Ce qui m'a choquée dans la carte blanche De Mme Karich, c'est qu'elle semblait partir du présupposé que "les musulmans" (personnellement, je ne connais pas "les musulmans", mais des musulmans de sensibilité très différente, y compris en ce qui concerne leur pratique religieuse) étaient en quelque sorte discriminés parce qu'ils ne pouvaient recourrir au prêt sans intérêt. Comme vous le dites vous-même, je n'ai jamais remarqué que "les musulmans" dans leur ensemble éprouvaient des difficultés morales à accéder à la propriété sur base d'un emprunt classique.

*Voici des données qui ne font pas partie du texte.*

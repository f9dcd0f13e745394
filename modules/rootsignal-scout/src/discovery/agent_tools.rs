use std::collections::HashSet;
use std::sync::{Arc, Mutex};

use ai_client::tool::{Tool, ToolDefinition};
use async_trait::async_trait;
use serde::{Deserialize, Serialize};

use rootsignal_archive::Archive;

use crate::infra::run_log::{EventKind, EventLogger, RunLogger};

pub(crate) struct WebSearchTool {
    pub(crate) archive: Arc<Archive>,
    pub(crate) run_log: Option<RunLogger>,
    pub(crate) agent_name: String,
    pub(crate) tension_title: String,
}

#[derive(Debug, Deserialize)]
pub(crate) struct WebSearchArgs {
    pub(crate) query: String,
}

#[derive(Debug, Serialize)]
pub(crate) struct WebSearchOutput {
    pub(crate) results: Vec<WebSearchResultItem>,
}

#[derive(Debug, Serialize)]
pub(crate) struct WebSearchResultItem {
    pub(crate) url: String,
    pub(crate) title: String,
    pub(crate) snippet: String,
}

#[derive(Debug)]
pub(crate) struct ToolError(pub(crate) String);

impl std::fmt::Display for ToolError {
    fn fmt(&self, f: &mut std::fmt::Formatter<'_>) -> std::fmt::Result {
        write!(f, "{}", self.0)
    }
}

impl std::error::Error for ToolError {}

#[async_trait]
impl Tool for WebSearchTool {
    const NAME: &'static str = "web_search";
    type Error = ToolError;
    type Args = WebSearchArgs;
    type Output = WebSearchOutput;

    async fn definition(&self) -> ToolDefinition {
        ToolDefinition {
            name: Self::NAME.to_string(),
            description: "Search the web for information. Returns URLs, titles, and snippets."
                .to_string(),
            parameters: serde_json::json!({
                "type": "object",
                "properties": {
                    "query": {
                        "type": "string",
                        "description": "The search query"
                    }
                },
                "required": ["query"]
            }),
        }
    }

    async fn call(&self, args: Self::Args) -> std::result::Result<Self::Output, Self::Error> {
        let handle = self.archive.source(&args.query).await
            .map_err(|e| ToolError(format!("Search failed: {e}")))?;
        let search = handle.search(&args.query).max_results(10).await
            .map_err(|e| ToolError(format!("Search failed: {e}")))?;

        let results: Vec<WebSearchResultItem> = search
            .results
            .into_iter()
            .map(|r| WebSearchResultItem {
                url: r.url,
                title: r.title,
                snippet: r.snippet,
            })
            .collect();

        if let Some(ref log) = self.run_log {
            log.log(EventKind::AgentWebSearch {
                provider: self.agent_name.clone(),
                query: args.query,
                result_count: results.len() as u32,
                title: self.tension_title.clone(),
            });
        }

        Ok(WebSearchOutput { results })
    }
}

pub(crate) struct ReadPageTool {
    pub(crate) archive: Arc<Archive>,
    /// When set, records every URL successfully read for post-hoc validation.
    pub(crate) visited_urls: Option<Arc<Mutex<HashSet<String>>>>,
    pub(crate) run_log: Option<RunLogger>,
    pub(crate) agent_name: String,
    pub(crate) tension_title: String,
}

#[derive(Debug, Deserialize)]
pub(crate) struct ReadPageArgs {
    pub(crate) url: String,
}

#[async_trait]
impl Tool for ReadPageTool {
    const NAME: &'static str = "read_page";
    type Error = ToolError;
    type Args = ReadPageArgs;
    type Output = String;

    async fn definition(&self) -> ToolDefinition {
        ToolDefinition {
            name: Self::NAME.to_string(),
            description:
                "Read the full content of a web page. Returns the page as clean markdown text."
                    .to_string(),
            parameters: serde_json::json!({
                "type": "object",
                "properties": {
                    "url": {
                        "type": "string",
                        "description": "The URL to read"
                    }
                },
                "required": ["url"]
            }),
        }
    }

    async fn call(&self, args: Self::Args) -> std::result::Result<Self::Output, Self::Error> {
        let page = self.archive.page(&args.url).await
            .map_err(|e| ToolError(format!("Scrape failed: {e}")))?;
        let content = page.markdown;

        // Record this URL as successfully visited
        if let Some(ref visited) = self.visited_urls {
            if let Ok(mut set) = visited.lock() {
                set.insert(args.url.clone());
            }
        }

        if let Some(ref log) = self.run_log {
            log.log(EventKind::AgentPageRead {
                provider: self.agent_name.clone(),
                url: args.url,
                content_chars: content.len(),
                title: self.tension_title.clone(),
            });
        }

        // Truncate to ~8k chars to fit in context
        let max_len = 8000;
        if content.len() > max_len {
            let mut end = max_len;
            while !content.is_char_boundary(end) {
                end -= 1;
            }
            Ok(format!(
                "{}...\n\n[Content truncated at {} chars]",
                &content[..end],
                max_len
            ))
        } else {
            Ok(content)
        }
    }
}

Concernant le parallèle établi avec l'excision ou d'autres pratiques, j'ai simplement voulu mettre en lumière le fait que prendre pour motif les "sources de l'islam" me paraissait un peu court et rentrait dans la définition du fondamentalisme.
Vous me reprochez finalement de réagir de manière épidermique selon le thème "Encore les musulmans !".
Non: encore DES musulmans. Des musulmans qui, par des cartes blanches de ce type, prétendent dire aux autres, à tous les autres (musulmans) comment ils doivent se comporter aujourd'hui pour être de "bons musulmans". C'est cette pression sociale, que l'on peut constater à divers niveaux, qui m'insupporte, je le reconnais volontiers. Ma conception de la laïcité implique que l'on foute la paix aux gens quant à leurs croyances et pratiques, ne leur demandant rien d'autre que le respect de règles communes.